- Opening Delimiter -

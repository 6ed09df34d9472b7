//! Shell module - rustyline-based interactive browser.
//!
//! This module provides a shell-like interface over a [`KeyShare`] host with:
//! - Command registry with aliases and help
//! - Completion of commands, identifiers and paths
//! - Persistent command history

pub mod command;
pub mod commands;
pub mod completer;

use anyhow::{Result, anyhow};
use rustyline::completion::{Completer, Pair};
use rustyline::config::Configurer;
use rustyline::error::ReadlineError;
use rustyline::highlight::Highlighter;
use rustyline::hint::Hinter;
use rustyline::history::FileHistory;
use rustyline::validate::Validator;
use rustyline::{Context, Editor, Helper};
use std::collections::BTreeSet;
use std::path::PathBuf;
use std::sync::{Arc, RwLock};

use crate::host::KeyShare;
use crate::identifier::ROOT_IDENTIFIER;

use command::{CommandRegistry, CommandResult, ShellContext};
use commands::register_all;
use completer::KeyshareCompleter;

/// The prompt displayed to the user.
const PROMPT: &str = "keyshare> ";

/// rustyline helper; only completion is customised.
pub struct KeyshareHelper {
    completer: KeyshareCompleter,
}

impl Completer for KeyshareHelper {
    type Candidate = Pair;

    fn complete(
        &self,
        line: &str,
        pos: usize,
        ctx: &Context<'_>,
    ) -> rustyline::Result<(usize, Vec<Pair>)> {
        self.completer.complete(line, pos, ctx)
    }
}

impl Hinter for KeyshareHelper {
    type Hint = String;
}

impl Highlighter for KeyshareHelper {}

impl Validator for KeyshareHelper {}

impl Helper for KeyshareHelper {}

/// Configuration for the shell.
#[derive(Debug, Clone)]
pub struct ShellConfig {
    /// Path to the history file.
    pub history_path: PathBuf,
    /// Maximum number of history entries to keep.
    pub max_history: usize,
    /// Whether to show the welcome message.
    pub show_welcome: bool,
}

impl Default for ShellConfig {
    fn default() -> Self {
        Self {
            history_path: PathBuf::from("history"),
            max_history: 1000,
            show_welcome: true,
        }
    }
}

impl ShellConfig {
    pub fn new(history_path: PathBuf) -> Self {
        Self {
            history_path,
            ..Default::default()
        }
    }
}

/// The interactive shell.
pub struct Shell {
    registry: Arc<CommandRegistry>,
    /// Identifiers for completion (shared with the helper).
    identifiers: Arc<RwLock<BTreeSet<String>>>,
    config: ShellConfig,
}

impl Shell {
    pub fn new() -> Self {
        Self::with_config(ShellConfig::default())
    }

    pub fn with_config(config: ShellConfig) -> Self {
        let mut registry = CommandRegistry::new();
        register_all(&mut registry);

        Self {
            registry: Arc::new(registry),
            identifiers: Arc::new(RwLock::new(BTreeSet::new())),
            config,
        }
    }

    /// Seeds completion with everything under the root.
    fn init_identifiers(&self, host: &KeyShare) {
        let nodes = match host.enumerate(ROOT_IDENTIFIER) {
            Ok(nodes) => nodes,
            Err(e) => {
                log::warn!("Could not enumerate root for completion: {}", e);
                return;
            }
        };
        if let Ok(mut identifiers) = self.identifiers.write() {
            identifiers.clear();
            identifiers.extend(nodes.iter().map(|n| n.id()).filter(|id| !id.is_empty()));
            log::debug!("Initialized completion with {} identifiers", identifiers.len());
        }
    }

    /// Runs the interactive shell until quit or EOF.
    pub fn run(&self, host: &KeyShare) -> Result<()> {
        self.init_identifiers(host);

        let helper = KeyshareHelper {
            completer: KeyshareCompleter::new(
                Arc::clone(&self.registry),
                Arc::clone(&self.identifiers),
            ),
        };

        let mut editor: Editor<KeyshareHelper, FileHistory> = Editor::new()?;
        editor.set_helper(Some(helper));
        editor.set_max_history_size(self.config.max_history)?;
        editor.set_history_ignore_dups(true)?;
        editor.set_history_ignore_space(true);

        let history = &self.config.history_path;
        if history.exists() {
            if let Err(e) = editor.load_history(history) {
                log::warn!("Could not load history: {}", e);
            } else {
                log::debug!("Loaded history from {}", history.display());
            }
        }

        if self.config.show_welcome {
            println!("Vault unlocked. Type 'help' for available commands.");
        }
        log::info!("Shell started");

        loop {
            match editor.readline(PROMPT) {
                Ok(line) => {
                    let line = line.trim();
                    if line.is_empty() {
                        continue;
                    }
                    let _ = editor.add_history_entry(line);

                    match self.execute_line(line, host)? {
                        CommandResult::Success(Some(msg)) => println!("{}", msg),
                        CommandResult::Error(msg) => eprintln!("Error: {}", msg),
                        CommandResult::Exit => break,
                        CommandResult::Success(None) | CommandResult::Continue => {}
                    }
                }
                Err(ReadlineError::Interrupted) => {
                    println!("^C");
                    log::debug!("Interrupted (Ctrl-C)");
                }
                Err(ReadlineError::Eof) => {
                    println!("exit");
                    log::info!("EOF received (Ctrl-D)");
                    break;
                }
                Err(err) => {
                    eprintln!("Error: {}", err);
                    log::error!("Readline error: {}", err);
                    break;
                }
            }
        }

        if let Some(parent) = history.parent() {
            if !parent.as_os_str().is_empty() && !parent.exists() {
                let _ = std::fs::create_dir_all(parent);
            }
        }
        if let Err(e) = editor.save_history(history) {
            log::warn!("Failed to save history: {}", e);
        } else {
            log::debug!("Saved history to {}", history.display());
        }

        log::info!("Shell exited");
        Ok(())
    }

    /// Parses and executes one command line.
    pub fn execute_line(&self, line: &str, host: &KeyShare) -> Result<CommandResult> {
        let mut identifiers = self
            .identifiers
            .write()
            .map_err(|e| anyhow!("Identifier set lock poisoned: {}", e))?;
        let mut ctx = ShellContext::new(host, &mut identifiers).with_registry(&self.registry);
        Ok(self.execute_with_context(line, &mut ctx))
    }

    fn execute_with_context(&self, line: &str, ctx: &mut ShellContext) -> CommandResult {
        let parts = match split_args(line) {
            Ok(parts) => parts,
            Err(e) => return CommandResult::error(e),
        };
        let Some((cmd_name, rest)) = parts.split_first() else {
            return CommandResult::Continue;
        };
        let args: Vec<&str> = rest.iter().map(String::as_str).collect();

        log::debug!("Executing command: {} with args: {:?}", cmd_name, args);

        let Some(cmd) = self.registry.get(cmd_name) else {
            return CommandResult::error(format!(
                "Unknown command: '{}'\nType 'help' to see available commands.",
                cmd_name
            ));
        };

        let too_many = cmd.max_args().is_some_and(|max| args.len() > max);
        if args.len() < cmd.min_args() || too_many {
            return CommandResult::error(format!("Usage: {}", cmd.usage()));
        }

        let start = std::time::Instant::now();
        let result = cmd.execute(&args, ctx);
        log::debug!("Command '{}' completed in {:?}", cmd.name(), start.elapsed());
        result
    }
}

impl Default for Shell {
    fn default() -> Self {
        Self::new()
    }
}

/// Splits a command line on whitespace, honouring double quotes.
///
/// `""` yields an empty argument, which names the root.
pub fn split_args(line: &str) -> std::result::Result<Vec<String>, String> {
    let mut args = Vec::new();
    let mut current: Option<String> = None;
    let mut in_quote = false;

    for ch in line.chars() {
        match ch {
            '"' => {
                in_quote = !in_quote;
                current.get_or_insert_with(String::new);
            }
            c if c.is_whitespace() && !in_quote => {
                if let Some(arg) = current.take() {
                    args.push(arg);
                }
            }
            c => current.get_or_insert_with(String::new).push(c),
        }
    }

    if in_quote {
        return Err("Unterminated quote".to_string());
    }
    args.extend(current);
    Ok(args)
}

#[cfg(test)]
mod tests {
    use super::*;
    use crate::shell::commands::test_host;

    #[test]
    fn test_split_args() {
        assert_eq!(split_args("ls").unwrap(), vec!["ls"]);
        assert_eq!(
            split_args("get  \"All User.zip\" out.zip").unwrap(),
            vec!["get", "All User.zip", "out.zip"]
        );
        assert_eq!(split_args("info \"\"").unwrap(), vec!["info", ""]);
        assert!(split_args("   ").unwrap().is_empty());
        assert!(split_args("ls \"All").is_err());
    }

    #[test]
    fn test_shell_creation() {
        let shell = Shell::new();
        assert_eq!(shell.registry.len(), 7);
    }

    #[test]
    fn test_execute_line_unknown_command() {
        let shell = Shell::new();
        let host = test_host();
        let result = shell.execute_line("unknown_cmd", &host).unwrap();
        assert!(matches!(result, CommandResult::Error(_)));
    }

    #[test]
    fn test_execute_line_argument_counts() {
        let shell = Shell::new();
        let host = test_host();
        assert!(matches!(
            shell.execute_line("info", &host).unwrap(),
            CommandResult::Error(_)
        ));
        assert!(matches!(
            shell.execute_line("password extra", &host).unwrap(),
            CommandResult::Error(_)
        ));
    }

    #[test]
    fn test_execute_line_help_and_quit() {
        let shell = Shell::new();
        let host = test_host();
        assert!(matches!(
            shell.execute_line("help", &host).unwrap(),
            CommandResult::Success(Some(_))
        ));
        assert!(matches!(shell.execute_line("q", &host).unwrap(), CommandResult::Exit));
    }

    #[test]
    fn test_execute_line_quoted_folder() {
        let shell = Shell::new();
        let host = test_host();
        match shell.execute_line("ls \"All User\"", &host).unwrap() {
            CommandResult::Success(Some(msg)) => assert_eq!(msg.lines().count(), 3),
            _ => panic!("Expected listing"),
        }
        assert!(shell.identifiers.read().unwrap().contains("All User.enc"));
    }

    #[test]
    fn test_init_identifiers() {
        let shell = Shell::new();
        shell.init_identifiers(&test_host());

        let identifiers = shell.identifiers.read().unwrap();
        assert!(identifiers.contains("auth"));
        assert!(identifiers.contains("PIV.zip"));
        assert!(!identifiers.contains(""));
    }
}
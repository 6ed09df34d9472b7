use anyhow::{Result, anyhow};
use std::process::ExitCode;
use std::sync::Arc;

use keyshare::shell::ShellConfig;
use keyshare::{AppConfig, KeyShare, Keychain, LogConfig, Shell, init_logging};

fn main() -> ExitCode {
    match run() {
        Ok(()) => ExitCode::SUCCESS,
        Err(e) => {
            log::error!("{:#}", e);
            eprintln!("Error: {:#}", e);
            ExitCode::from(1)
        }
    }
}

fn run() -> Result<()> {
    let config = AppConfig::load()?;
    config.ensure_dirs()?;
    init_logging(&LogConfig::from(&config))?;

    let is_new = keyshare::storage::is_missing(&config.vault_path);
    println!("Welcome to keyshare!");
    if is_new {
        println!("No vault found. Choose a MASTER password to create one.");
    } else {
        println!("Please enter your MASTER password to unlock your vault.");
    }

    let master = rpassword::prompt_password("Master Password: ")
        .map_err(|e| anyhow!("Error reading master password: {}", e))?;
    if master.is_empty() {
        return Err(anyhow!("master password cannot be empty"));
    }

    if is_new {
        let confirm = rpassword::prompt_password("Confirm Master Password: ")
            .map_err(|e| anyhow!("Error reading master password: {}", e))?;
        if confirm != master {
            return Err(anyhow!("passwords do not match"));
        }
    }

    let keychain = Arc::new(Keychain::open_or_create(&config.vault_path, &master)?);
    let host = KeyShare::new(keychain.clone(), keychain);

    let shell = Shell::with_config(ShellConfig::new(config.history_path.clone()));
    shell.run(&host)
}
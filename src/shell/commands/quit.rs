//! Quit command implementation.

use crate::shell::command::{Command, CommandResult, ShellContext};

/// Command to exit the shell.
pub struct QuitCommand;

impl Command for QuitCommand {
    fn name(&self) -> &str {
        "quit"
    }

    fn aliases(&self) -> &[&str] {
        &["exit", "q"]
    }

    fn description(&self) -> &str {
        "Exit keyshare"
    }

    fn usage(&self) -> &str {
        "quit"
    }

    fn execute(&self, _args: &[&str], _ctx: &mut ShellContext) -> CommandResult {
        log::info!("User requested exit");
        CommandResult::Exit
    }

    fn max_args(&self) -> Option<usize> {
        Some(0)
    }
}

- Closing Delimiter -

Going down the listing above, begin printing at the line with "quit or EOF." and finish with the line with "editor.set_max_history_size(self.config.max_history)?;", exactly as they appear.

    /// Runs the interactive shell until quit or EOF.
    pub fn run(&self, host: &KeyShare) -> Result<()> {
        self.init_identifiers(host);

        let helper = KeyshareHelper {
            completer: KeyshareCompleter::new(
                Arc::clone(&self.registry),
                Arc::clone(&self.identifiers),
            ),
        };

        let mut editor: Editor<KeyshareHelper, FileHistory> = Editor::new()?;
        editor.set_helper(Some(helper));
        editor.set_max_history_size(self.config.max_history)?;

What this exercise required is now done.